In recent years, down-converting phosphors have grown rapidly and been still growing for their potential to significantly improve the photoelectric conversion efficiency of silicon-based solar cells. However, the discovery of new optical materials with optimized properties (in terms of emission intensity, chemical and thermal stability and quantum yield) would still be of the utmost importance. Herein, we report a novel down-converting phosphor Lu2GeO5: Bi3+, Yb3+. Our research results show that the energy transfer efficiency from Bi3+ to Yb3+ in Lu2GeO5 is as high as 65%. Via such an energy transfer from Bi3+ to Yb3+, an absorbed ultraviolet photon gives rise to almost two emitted infrared photons.
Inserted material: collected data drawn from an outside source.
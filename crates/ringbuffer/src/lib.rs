// Lock-free PCM tap between the render thread and the notification dispatcher

use ringbuf::traits::{Consumer, Observer, Producer, Split};
use ringbuf::{HeapCons, HeapProd, HeapRb};

/// Create a tap holding up to `capacity` samples (all channels together).
pub fn sample_tap(capacity: usize) -> (TapWriter, TapReader) {
    let (producer, consumer) = HeapRb::<f32>::new(capacity.max(1)).split();
    (
        TapWriter { inner: producer },
        TapReader {
            inner: consumer,
            block: Vec::new(),
        },
    )
}

/// Render-side half. Never blocks and never allocates.
pub struct TapWriter {
    inner: HeapProd<f32>,
}

impl TapWriter {
    /// Push `frames` frames of planar audio, channel after channel.
    ///
    /// The block is written whole or not at all, so the reader always sees
    /// complete blocks. Returns false when there is not enough room.
    pub fn push_planar(&mut self, channels: &[Vec<f32>], frames: usize) -> bool {
        let needed = frames * channels.len();
        if needed == 0 {
            return true;
        }
        if self.inner.vacant_len() < needed {
            return false;
        }
        if channels.iter().any(|ch| ch.len() < frames) {
            return false;
        }

        for channel in channels {
            self.inner.push_slice(&channel[..frames]);
        }
        true
    }

    /// Free space in samples
    pub fn vacant(&self) -> usize {
        self.inner.vacant_len()
    }

    pub fn capacity(&self) -> usize {
        self.inner.capacity().get()
    }
}

/// Dispatcher-side half. Reuses its block storage between reads.
pub struct TapReader {
    inner: HeapCons<f32>,
    block: Vec<Vec<f32>>,
}

impl TapReader {
    /// Pop one planar block previously written with [`TapWriter::push_planar`].
    ///
    /// Returns `None` if the tap does not hold a full block of that shape.
    pub fn pop_planar(&mut self, channels: usize, frames: usize) -> Option<PlanarBlock<'_>> {
        let needed = frames * channels;
        if needed == 0 || self.inner.occupied_len() < needed {
            return None;
        }

        if self.block.len() < channels {
            self.block.resize_with(channels, Vec::new);
        }
        for channel in self.block.iter_mut().take(channels) {
            channel.resize(frames, 0.0);
            let read = self.inner.pop_slice(&mut channel[..frames]);
            debug_assert_eq!(read, frames);
        }
        Some(PlanarBlock {
            channels: &self.block[..channels],
            frames,
        })
    }

    /// Samples waiting to be read
    pub fn available(&self) -> usize {
        self.inner.occupied_len()
    }

    /// Drop everything currently buffered
    pub fn clear(&mut self) {
        self.inner.clear();
    }
}

/// A borrowed block of planar samples.
#[derive(Debug, Clone, Copy)]
pub struct PlanarBlock<'a> {
    channels: &'a [Vec<f32>],
    frames: usize,
}

impl<'a> PlanarBlock<'a> {
    pub fn frames(&self) -> usize {
        self.frames
    }

    pub fn channel_count(&self) -> usize {
        self.channels.len()
    }

    pub fn channel(&self, index: usize) -> &'a [f32] {
        &self.channels[index][..self.frames]
    }

    /// One slice per channel, each `frames()` long
    pub fn slices(&self) -> Vec<&'a [f32]> {
        self.channels.iter().map(|c| &c[..self.frames]).collect()
    }
}

#[cfg(test)]
mod tests {
    use super::*;

    #[test]
    fn test_planar_block_round_trip() {
        let (mut writer, mut reader) = sample_tap(64);
        let left = vec![0.1, 0.2, 0.3, 0.4];
        let right = vec![-0.1, -0.2, -0.3, -0.4];

        assert!(writer.push_planar(&[left.clone(), right.clone()], 3));
        assert_eq!(reader.available(), 6);

        let block = reader.pop_planar(2, 3).unwrap();
        assert_eq!(block.frames(), 3);
        assert_eq!(block.channel_count(), 2);
        assert_eq!(block.channel(0), &left[..3]);
        assert_eq!(block.channel(1), &right[..3]);
        assert_eq!(reader.available(), 0);
    }

    #[test]
    fn test_block_rejected_when_full() {
        let (mut writer, mut reader) = sample_tap(8);
        let chan = vec![1.0; 4];

        assert!(writer.push_planar(&[chan.clone(), chan.clone()], 4));
        // Tap is full; a second block is dropped whole
        assert!(!writer.push_planar(&[chan.clone(), chan.clone()], 1));
        assert_eq!(reader.available(), 8);

        assert!(reader.pop_planar(2, 4).is_some());
        assert!(writer.push_planar(&[chan.clone(), chan], 4));
    }

    #[test]
    fn test_pop_requires_full_block() {
        let (mut writer, mut reader) = sample_tap(16);
        assert!(writer.push_planar(&[vec![0.5; 2]], 2));

        assert!(reader.pop_planar(1, 3).is_none());
        assert!(reader.pop_planar(1, 2).is_some());
    }

    #[test]
    fn test_clear_discards_pending_samples() {
        let (mut writer, mut reader) = sample_tap(16);
        assert!(writer.push_planar(&[vec![0.5; 4]], 4));

        reader.clear();
        assert_eq!(reader.available(), 0);
        assert!(reader.pop_planar(1, 4).is_none());
    }

    #[test]
    fn test_short_channel_is_rejected() {
        let (mut writer, reader) = sample_tap(16);
        assert!(!writer.push_planar(&[vec![0.0; 4], vec![0.0; 2]], 4));
        assert_eq!(reader.available(), 0);
    }
}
The theoretical quantum yield of Lu2GeO5: Bi3+, Yb3+ system is calculated to reach up to 165%. The mechanism of the energy transfer from Bi3+ to Yb3+ is proved to be an electric dipole-dipole interaction. Meanwhile, Lu1.87GeO5: 0.03Bi3+, 0.10 Yb3+ phosphor exhibits an excellent resistance against thermal quenching. The present investigation provides people a new down-converting phosphor Bi3+, Yb3+ co-doped Lu2GeO5 with near-infrared quantum cutting to achieve high photoelectric conversion efficiency of silicon-based solar cells.